**Collected data entries:**
◆ ◆ ◆ ◆ ◆ ◆ ◆

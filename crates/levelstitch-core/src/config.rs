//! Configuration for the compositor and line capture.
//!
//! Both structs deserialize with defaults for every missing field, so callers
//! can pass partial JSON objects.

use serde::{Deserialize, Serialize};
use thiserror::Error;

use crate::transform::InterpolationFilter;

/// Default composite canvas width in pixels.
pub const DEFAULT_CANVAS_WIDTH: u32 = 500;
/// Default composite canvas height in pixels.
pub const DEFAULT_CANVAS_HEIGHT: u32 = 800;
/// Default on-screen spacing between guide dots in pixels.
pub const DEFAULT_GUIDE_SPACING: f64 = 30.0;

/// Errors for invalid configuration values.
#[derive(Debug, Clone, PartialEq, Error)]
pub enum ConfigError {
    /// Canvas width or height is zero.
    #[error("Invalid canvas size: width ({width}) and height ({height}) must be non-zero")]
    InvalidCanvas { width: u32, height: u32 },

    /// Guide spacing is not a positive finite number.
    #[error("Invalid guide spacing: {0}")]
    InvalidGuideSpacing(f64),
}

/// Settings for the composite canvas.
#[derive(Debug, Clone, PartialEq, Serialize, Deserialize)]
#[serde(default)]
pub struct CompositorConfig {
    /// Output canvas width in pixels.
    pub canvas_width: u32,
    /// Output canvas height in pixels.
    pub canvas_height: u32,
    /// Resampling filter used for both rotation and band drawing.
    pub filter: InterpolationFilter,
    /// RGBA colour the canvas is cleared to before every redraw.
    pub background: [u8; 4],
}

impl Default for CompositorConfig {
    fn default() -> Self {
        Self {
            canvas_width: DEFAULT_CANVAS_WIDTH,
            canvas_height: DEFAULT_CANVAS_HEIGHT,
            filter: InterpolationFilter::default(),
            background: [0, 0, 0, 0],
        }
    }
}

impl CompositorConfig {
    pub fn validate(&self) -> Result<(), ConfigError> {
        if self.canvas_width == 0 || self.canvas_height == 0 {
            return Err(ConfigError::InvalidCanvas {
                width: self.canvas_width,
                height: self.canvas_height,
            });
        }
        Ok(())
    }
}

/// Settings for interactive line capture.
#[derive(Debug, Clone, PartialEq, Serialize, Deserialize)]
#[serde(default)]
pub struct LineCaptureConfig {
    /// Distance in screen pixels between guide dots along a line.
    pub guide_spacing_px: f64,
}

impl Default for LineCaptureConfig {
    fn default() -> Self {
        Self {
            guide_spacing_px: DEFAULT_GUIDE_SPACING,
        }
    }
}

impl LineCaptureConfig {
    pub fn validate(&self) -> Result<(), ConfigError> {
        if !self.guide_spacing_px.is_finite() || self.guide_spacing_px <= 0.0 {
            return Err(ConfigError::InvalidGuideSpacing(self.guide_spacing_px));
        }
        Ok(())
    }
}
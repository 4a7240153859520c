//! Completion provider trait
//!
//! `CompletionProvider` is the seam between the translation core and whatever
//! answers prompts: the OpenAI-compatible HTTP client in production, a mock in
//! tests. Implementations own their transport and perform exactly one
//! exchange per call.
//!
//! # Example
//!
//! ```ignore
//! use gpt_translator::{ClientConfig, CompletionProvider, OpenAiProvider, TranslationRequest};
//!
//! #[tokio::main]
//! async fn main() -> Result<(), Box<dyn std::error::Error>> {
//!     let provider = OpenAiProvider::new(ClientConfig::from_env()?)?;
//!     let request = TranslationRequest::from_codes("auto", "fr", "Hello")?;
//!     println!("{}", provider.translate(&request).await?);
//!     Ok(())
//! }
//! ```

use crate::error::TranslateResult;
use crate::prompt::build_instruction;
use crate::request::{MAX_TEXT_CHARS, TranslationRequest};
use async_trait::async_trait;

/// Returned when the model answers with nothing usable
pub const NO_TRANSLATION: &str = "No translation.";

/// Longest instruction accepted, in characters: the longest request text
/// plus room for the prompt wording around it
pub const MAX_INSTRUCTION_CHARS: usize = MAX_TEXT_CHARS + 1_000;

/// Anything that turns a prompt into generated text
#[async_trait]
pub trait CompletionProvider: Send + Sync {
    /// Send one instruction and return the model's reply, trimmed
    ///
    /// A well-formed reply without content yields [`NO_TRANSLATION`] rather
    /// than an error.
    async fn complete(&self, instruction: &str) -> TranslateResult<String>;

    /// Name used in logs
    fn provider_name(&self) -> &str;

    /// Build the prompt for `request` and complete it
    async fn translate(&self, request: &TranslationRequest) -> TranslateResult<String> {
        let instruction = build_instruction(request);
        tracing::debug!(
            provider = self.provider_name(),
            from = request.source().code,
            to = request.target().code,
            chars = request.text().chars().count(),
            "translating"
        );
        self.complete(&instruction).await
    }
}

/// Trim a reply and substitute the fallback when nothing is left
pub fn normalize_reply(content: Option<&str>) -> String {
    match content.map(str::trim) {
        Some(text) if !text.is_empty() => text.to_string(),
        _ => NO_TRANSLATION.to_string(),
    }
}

◆ ◆ ◆ ◆ ◆ ◆ ◆

**WORK TO COMPLETE:** The records above should be printed exactly, please, from the first line through the line containing "pub const DEFAULT_CANVAS_WIDTH: u32 = 500;", with both ends kept and nothing past it.

**RESULT OF THE EXERCISE:**
filename crates/levelstitch-core/src/config.rs
//! Configuration for the compositor and line capture.
//!
//! Both structs deserialize with defaults for every missing field, so callers
//! can pass partial JSON objects.

use serde::{Deserialize, Serialize};
use thiserror::Error;

use crate::transform::InterpolationFilter;

/// Default composite canvas width in pixels.
pub const DEFAULT_CANVAS_WIDTH: u32 = 500;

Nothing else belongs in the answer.